● **Exercise goal**
Every line below needs to be returned exactly as written.

● **Source data**

※

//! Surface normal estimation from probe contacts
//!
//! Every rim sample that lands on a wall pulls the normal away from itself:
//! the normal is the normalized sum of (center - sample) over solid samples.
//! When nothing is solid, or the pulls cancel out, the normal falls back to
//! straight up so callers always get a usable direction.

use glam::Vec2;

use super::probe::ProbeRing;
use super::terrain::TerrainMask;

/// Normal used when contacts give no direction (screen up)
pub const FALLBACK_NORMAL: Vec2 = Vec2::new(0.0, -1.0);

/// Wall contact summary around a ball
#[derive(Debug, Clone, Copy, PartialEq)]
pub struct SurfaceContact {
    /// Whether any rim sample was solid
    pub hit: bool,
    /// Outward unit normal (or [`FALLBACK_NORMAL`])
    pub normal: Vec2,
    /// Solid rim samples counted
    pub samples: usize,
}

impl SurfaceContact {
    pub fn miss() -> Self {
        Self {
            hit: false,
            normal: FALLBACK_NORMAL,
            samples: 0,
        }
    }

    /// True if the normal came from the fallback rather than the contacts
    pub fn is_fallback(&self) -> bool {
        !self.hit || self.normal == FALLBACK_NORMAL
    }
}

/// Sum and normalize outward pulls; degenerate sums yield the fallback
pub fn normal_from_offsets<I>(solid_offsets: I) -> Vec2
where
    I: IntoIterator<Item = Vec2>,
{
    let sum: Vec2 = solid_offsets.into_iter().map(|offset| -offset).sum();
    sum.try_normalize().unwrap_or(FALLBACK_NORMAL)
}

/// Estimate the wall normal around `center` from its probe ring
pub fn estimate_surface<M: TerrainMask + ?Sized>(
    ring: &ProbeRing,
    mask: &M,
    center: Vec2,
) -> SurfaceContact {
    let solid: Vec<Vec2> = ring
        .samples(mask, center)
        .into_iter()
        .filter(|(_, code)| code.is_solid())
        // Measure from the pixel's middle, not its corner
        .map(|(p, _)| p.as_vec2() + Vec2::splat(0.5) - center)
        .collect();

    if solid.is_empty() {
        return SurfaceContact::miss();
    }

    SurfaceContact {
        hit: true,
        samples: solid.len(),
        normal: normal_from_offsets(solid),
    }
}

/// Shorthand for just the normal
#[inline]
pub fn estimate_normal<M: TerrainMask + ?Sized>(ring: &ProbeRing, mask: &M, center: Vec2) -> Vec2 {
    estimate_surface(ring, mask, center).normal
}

※

● **Expected answer**
//! Surface normal estimation from probe contacts
//!
//! Every rim sample that lands on a wall pulls the normal away from itself:
//! the normal is the normalized sum of (center - sample) over solid samples.
//! When nothing is solid, or the pulls cancel out, the normal falls back to
//! straight up so callers always get a usable direction.

use glam::Vec2;

use super::probe::ProbeRing;
use super::terrain::TerrainMask;

/// Normal used when contacts give no direction (screen up)
pub const FALLBACK_NORMAL: Vec2 = Vec2::new(0.0, -1.0);

/// Wall contact summary around a ball
#[derive(Debug, Clone, Copy, PartialEq)]
pub struct SurfaceContact {
    /// Whether any rim sample was solid
    pub hit: bool,
    /// Outward unit normal (or [`FALLBACK_NORMAL`])
    pub normal: Vec2,
    /// Solid rim samples counted
    pub samples: usize,
}

impl SurfaceContact {
    pub fn miss() -> Self {
        Self {
            hit: false,
            normal: FALLBACK_NORMAL,
            samples: 0,
        }
    }

    /// True if the normal came from the fallback rather than the contacts
    pub fn is_fallback(&self) -> bool {
        !self.hit || self.normal == FALLBACK_NORMAL
    }
}

/// Sum and normalize outward pulls; degenerate sums yield the fallback
pub fn normal_from_offsets<I>(solid_offsets: I) -> Vec2
where
    I: IntoIterator<Item = Vec2>,
{
    let sum: Vec2 = solid_offsets.into_iter().map(|offset| -offset).sum();
    sum.try_normalize().unwrap_or(FALLBACK_NORMAL)
}

/// Estimate the wall normal around `center` from its probe ring
pub fn estimate_surface<M: TerrainMask + ?Sized>(
    ring: &ProbeRing,
    mask: &M,
    center: Vec2,
) -> SurfaceContact {
    let solid: Vec<Vec2> = ring
        .samples(mask, center)
        .into_iter()
        .filter(|(_, code)| code.is_solid())
        // Measure from the pixel's middle, not its corner
        .map(|(p, _)| p.as_vec2() + Vec2::splat(0.5) - center)
        .collect();

    if solid.is_empty() {
        return SurfaceContact::miss();
    }

    SurfaceContact {
        hit: true,
        samples: solid.len(),
        normal: normal_from_offsets(solid),
    }
}

/// Shorthand for just the normal
#[inline]
pub fn estimate_normal<M: TerrainMask + ?Sized>(ring: &ProbeRing, mask: &M, center: Vec2) -> Vec2 {
    estimate_surface(ring, mask, center).normal
}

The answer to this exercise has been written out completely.